/// Writes one layer to `path` (`.shp`, with `.shx`, `.dbf` and a `.proj4`
/// sidecar next to it).
///
/// # Errors
///
/// Fails for layers mixing geometry families, lines with fewer than two
/// vertices, or any write failure.
pub fn write_layer(table: &GeoTable, layer: &str, path: &Path) -> Result<()> {
    let family = layer_family(layer, table.geometries())?;
    let (builder, fields) = table_builder(table)?;
    let records = batch_to_properties(table.attributes())?
        .iter()
        .map(|properties| to_record(properties, &fields))
        .collect::<Vec<_>>();
    let geometries = table.geometries();
    let has_z = geometries.iter().any(Geometry::has_z);

    let point = |c: &Coordinate| Point::new(c.x, c.y);
    let point_z = |c: &Coordinate| PointZ::new(c.x, c.y, c.z.unwrap_or(0.0), NO_DATA);
    let only_points = geometries.iter().all(|g| matches!(g, Geometry::Point(_)));

    match (family, has_z) {
        (None | Some(GeometryKind::Point), false) if only_points => {
            let shapes = geometries.iter().filter_map(|g| match g {
                Geometry::Point(c) => Some(point(c)),
                _ => None,
            });
            write_shapes(path, builder, shapes.collect(), &records)?;
        },
        (None | Some(GeometryKind::Point), true) if only_points => {
            let shapes = geometries.iter().filter_map(|g| match g {
                Geometry::Point(c) => Some(point_z(c)),
                _ => None,
            });
            write_shapes(path, builder, shapes.collect(), &records)?;
        },
        (None | Some(GeometryKind::Point), false) => {
            let shapes = geometries
                .iter()
                .map(|g| Multipoint::new(g.coordinates().map(point).collect()));
            write_shapes(path, builder, shapes.collect(), &records)?;
        },
        (None | Some(GeometryKind::Point), true) => {
            let shapes = geometries
                .iter()
                .map(|g| MultipointZ::new(g.coordinates().map(point_z).collect()));
            write_shapes(path, builder, shapes.collect(), &records)?;
        },
        (Some(GeometryKind::LineString), false) => {
            let shapes = line_parts(layer, geometries, point)?;
            write_shapes(path, builder, shapes.into_iter().map(Polyline::with_parts).collect(), &records)?;
        },
        (Some(GeometryKind::LineString), true) => {
            let shapes = line_parts(layer, geometries, point_z)?;
            write_shapes(path, builder, shapes.into_iter().map(PolylineZ::with_parts).collect(), &records)?;
        },
        (Some(_), false) => {
            let shapes = polygon_rings(geometries, point);
            write_shapes(path, builder, shapes.into_iter().map(Polygon::with_rings).collect(), &records)?;
        },
        (Some(_), true) => {
            let shapes = polygon_rings(geometries, point_z);
            write_shapes(path, builder, shapes.into_iter().map(PolygonZ::with_rings).collect(), &records)?;
        },
    }

    if let Some(proj4) = table.proj4s().first() {
        let sidecar = sidecar_path(path);
        fs::write(&sidecar, proj4).with_write_context("proj4", &sidecar)?;
    }
    debug!("Wrote {} shapes to {}", table.len(), path.display());
    Ok(())
}

fn write_shapes<S: EsriShape>(
    path: &Path,
    builder: TableWriterBuilder,
    shapes: Vec<S>,
    records: &[dbase::Record],
) -> Result<()> {
    let mut writer = shapefile::Writer::from_path(path, builder).with_write_context("Shapefile", path)?;
    for (shape, record) in shapes.iter().zip(records) {
        writer
            .write_shape_and_record(shape, record)
            .with_write_context("Shapefile", path)?;
    }
    Ok(())
}

fn line_parts<P>(
    layer: &str,
    geometries: &[Geometry],
    point: impl Fn(&Coordinate) -> P,
) -> Result<Vec<Vec<Vec<P>>>> {
    geometries
        .iter()
        .map(|g| {
            let parts: Vec<&Vec<Coordinate>> = match g {
                Geometry::LineString(line) => vec![line],
                Geometry::MultiLineString(lines) => lines.iter().collect(),
                _ => vec![],
            };
            if parts.iter().any(|part| part.len() < 2) {
                return Err(FormatError::Parse {
                    format: "Shapefile".to_string(),
                    message: format!("layer '{layer}' has a line with fewer than two vertices"),
                }
                .into());
            }
            Ok(parts
                .into_iter()
                .map(|part| part.iter().map(&point).collect())
                .collect())
        })
        .collect()
}

fn polygon_rings<P>(geometries: &[Geometry], point: impl Fn(&Coordinate) -> P) -> Vec<Vec<PolygonRing<P>>> {
    let polygon = |rings: &[Vec<Coordinate>]| -> Vec<PolygonRing<P>> {
        rings
            .iter()
            .enumerate()
            .map(|(i, ring)| {
                let points = ring.iter().map(&point).collect();
                if i == 0 {
                    PolygonRing::Outer(points)
                } else {
                    PolygonRing::Inner(points)
                }
            })
            .collect()
    };
    geometries
        .iter()
        .map(|g| match g {
            Geometry::Polygon(rings) => polygon(rings),
            Geometry::MultiPolygon(polygons) => polygons.iter().flat_map(|p| polygon(p)).collect(),
            _ => vec![],
        })
        .collect()
}

/// A `.dbf` column: the attribute it comes from and how it is stored.
struct DbfField {
    column: String,
    name: String,
    kind: DbfKind,
}

#[derive(Clone, Copy)]
enum DbfKind {
    Character,
    Numeric,
    Logical,
}

fn table_builder(table: &GeoTable) -> Result<(TableWriterBuilder, Vec<DbfField>)> {
    let attributes = table.attributes();
    let rows = batch_to_properties(attributes)?;
    let mut builder = TableWriterBuilder::new();
    let mut fields: Vec<DbfField> = Vec::new();

    for field in attributes.schema().fields() {
        let column = field.name().clone();
        let name = dbf_name(&column, &fields);
        if name != column {
            warn!("Field '{column}' is stored as '{name}' in the .dbf");
        }
        let field_name = FieldName::try_from(name.as_str()).map_err(|e| ConfigError::InvalidOption {
            option: "field name".to_string(),
            message: format!("'{name}': {e:?}"),
        })?;
        let kind = match field.data_type() {
            DataType::Int8
            | DataType::Int16
            | DataType::Int32
            | DataType::Int64
            | DataType::UInt8
            | DataType::UInt16
            | DataType::UInt32
            | DataType::UInt64 => {
                builder = builder.add_numeric_field(field_name, 20, 0);
                DbfKind::Numeric
            },
            DataType::Float16 | DataType::Float32 | DataType::Float64 => {
                builder = builder.add_numeric_field(field_name, 20, 10);
                DbfKind::Numeric
            },
            DataType::Boolean => {
                builder = builder.add_logical_field(field_name);
                DbfKind::Logical
            },
            _ => {
                let longest = rows
                    .iter()
                    .filter_map(|row| row.get(&column).and_then(value_to_text))
                    .map(|text| text.len())
                    .max()
                    .unwrap_or(1);
                #[allow(clippy::cast_possible_truncation)]
                let length = longest.clamp(1, DBF_CHARACTER_LENGTH) as u8;
                builder = builder.add_character_field(field_name, length);
                DbfKind::Character
            },
        };
        fields.push(DbfField { column, name, kind });
    }
    Ok((builder, fields))
}

/// Truncates a column name to fit a `.dbf` header, keeping names unique.
fn dbf_name(column: &str, taken: &[DbfField]) -> String {
    let base: String = column.chars().take(DBF_FIELD_NAME_LENGTH).collect();
    let is_free = |candidate: &str| !taken.iter().any(|f| f.name == candidate);
    if is_free(&base) {
        return base;
    }
    (1..)
        .map(|n| {
            let suffix = n.to_string();
            let keep = DBF_FIELD_NAME_LENGTH.saturating_sub(suffix.len());
            format!("{}{suffix}", column.chars().take(keep).collect::<String>())
        })
        .find(|candidate| is_free(candidate))
        .unwrap_or(base)
}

*ASSIGNMENT*. Would you give the listing again, word for word?

*OUTPUT FOR THIS EXERCISE*.
/// Writes one layer to `path` (`.shp`, with `.shx`, `.dbf` and a `.proj4`
/// sidecar next to it).
///
/// # Errors
///
/// Fails for layers mixing geometry families, lines with fewer than two
/// vertices, or any write failure.
pub fn write_layer(table: &GeoTable, layer: &str, path: &Path) -> Result<()> {
    let family = layer_family(layer, table.geometries())?;
    let (builder, fields) = table_builder(table)?;
    let records = batch_to_properties(table.attributes())?
        .iter()
        .map(|properties| to_record(properties, &fields))
        .collect::<Vec<_>>();
    let geometries = table.geometries();
    let has_z = geometries.iter().any(Geometry::has_z);

    let point = |c: &Coordinate| Point::new(c.x, c.y);
    let point_z = |c: &Coordinate| PointZ::new(c.x, c.y, c.z.unwrap_or(0.0), NO_DATA);
    let only_points = geometries.iter().all(|g| matches!(g, Geometry::Point(_)));

    match (family, has_z) {
        (None | Some(GeometryKind::Point), false) if only_points => {
            let shapes = geometries.iter().filter_map(|g| match g {
                Geometry::Point(c) => Some(point(c)),
                _ => None,
            });
            write_shapes(path, builder, shapes.collect(), &records)?;
        },
        (None | Some(GeometryKind::Point), true) if only_points => {
            let shapes = geometries.iter().filter_map(|g| match g {
                Geometry::Point(c) => Some(point_z(c)),
                _ => None,
            });
            write_shapes(path, builder, shapes.collect(), &records)?;
        },
        (None | Some(GeometryKind::Point), false) => {
            let shapes = geometries
                .iter()
                .map(|g| Multipoint::new(g.coordinates().map(point).collect()));
            write_shapes(path, builder, shapes.collect(), &records)?;
        },
        (None | Some(GeometryKind::Point), true) => {
            let shapes = geometries
                .iter()
                .map(|g| MultipointZ::new(g.coordinates().map(point_z).collect()));
            write_shapes(path, builder, shapes.collect(), &records)?;
        },
        (Some(GeometryKind::LineString), false) => {
            let shapes = line_parts(layer, geometries, point)?;
            write_shapes(path, builder, shapes.into_iter().map(Polyline::with_parts).collect(), &records)?;
        },
        (Some(GeometryKind::LineString), true) => {
            let shapes = line_parts(layer, geometries, point_z)?;
            write_shapes(path, builder, shapes.into_iter().map(PolylineZ::with_parts).collect(), &records)?;
        },
        (Some(_), false) => {
            let shapes = polygon_rings(geometries, point);
            write_shapes(path, builder, shapes.into_iter().map(Polygon::with_rings).collect(), &records)?;
        },
        (Some(_), true) => {
            let shapes = polygon_rings(geometries, point_z);
            write_shapes(path, builder, shapes.into_iter().map(PolygonZ::with_rings).collect(), &records)?;
        },
    }

    if let Some(proj4) = table.proj4s().first() {
        let sidecar = sidecar_path(path);
        fs::write(&sidecar, proj4).with_write_context("proj4", &sidecar)?;
    }
    debug!("Wrote {} shapes to {}", table.len(), path.display());
    Ok(())
}

fn write_shapes<S: EsriShape>(
    path: &Path,
    builder: TableWriterBuilder,
    shapes: Vec<S>,
    records: &[dbase::Record],
) -> Result<()> {
    let mut writer = shapefile::Writer::from_path(path, builder).with_write_context("Shapefile", path)?;
    for (shape, record) in shapes.iter().zip(records) {
        writer
            .write_shape_and_record(shape, record)
            .with_write_context("Shapefile", path)?;
    }
    Ok(())
}

fn line_parts<P>(
    layer: &str,
    geometries: &[Geometry],
    point: impl Fn(&Coordinate) -> P,
) -> Result<Vec<Vec<Vec<P>>>> {
    geometries
        .iter()
        .map(|g| {
            let parts: Vec<&Vec<Coordinate>> = match g {
                Geometry::LineString(line) => vec![line],
                Geometry::MultiLineString(lines) => lines.iter().collect(),
                _ => vec![],
            };
            if parts.iter().any(|part| part.len() < 2) {
                return Err(FormatError::Parse {
                    format: "Shapefile".to_string(),
                    message: format!("layer '{layer}' has a line with fewer than two vertices"),
                }
                .into());
            }
            Ok(parts
                .into_iter()
                .map(|part| part.iter().map(&point).collect())
                .collect())
        })
        .collect()
}

fn polygon_rings<P>(geometries: &[Geometry], point: impl Fn(&Coordinate) -> P) -> Vec<Vec<PolygonRing<P>>> {
    let polygon = |rings: &[Vec<Coordinate>]| -> Vec<PolygonRing<P>> {
        rings
            .iter()
            .enumerate()
            .map(|(i, ring)| {
                let points = ring.iter().map(&point).collect();
                if i == 0 {
                    PolygonRing::Outer(points)
                } else {
                    PolygonRing::Inner(points)
                }
            })
            .collect()
    };
    geometries
        .iter()
        .map(|g| match g {
            Geometry::Polygon(rings) => polygon(rings),
            Geometry::MultiPolygon(polygons) => polygons.iter().flat_map(|p| polygon(p)).collect(),
            _ => vec![],
        })
        .collect()
}

/// A `.dbf` column: the attribute it comes from and how it is stored.
struct DbfField {
    column: String,
    name: String,
    kind: DbfKind,
}

#[derive(Clone, Copy)]
enum DbfKind {
    Character,
    Numeric,
    Logical,
}

fn table_builder(table: &GeoTable) -> Result<(TableWriterBuilder, Vec<DbfField>)> {
    let attributes = table.attributes();
    let rows = batch_to_properties(attributes)?;
    let mut builder = TableWriterBuilder::new();
    let mut fields: Vec<DbfField> = Vec::new();

    for field in attributes.schema().fields() {
        let column = field.name().clone();
        let name = dbf_name(&column, &fields);
        if name != column {
            warn!("Field '{column}' is stored as '{name}' in the .dbf");
        }
        let field_name = FieldName::try_from(name.as_str()).map_err(|e| ConfigError::InvalidOption {
            option: "field name".to_string(),
            message: format!("'{name}': {e:?}"),
        })?;
        let kind = match field.data_type() {
            DataType::Int8
            | DataType::Int16
            | DataType::Int32
            | DataType::Int64
            | DataType::UInt8
            | DataType::UInt16
            | DataType::UInt32
            | DataType::UInt64 => {
                builder = builder.add_numeric_field(field_name, 20, 0);
                DbfKind::Numeric
            },
            DataType::Float16 | DataType::Float32 | DataType::Float64 => {
                builder = builder.add_numeric_field(field_name, 20, 10);
                DbfKind::Numeric
            },
            DataType::Boolean => {
                builder = builder.add_logical_field(field_name);
                DbfKind::Logical
            },
            _ => {
                let longest = rows
                    .iter()
                    .filter_map(|row| row.get(&column).and_then(value_to_text))
                    .map(|text| text.len())
                    .max()
                    .unwrap_or(1);
                #[allow(clippy::cast_possible_truncation)]
                let length = longest.clamp(1, DBF_CHARACTER_LENGTH) as u8;
                builder = builder.add_character_field(field_name, length);
                DbfKind::Character
            },
        };
        fields.push(DbfField { column, name, kind });
    }
    Ok((builder, fields))
}

/// Truncates a column name to fit a `.dbf` header, keeping names unique.
fn dbf_name(column: &str, taken: &[DbfField]) -> String {
    let base: String = column.chars().take(DBF_FIELD_NAME_LENGTH).collect();
    let is_free = |candidate: &str| !taken.iter().any(|f| f.name == candidate);
    if is_free(&base) {
        return base;
    }
    (1..)
        .map(|n| {
            let suffix = n.to_string();
            let keep = DBF_FIELD_NAME_LENGTH.saturating_sub(suffix.len());
            format!("{}{suffix}", column.chars().take(keep).collect::<String>())
        })
        .find(|candidate| is_free(candidate))
        .unwrap_or(base)
}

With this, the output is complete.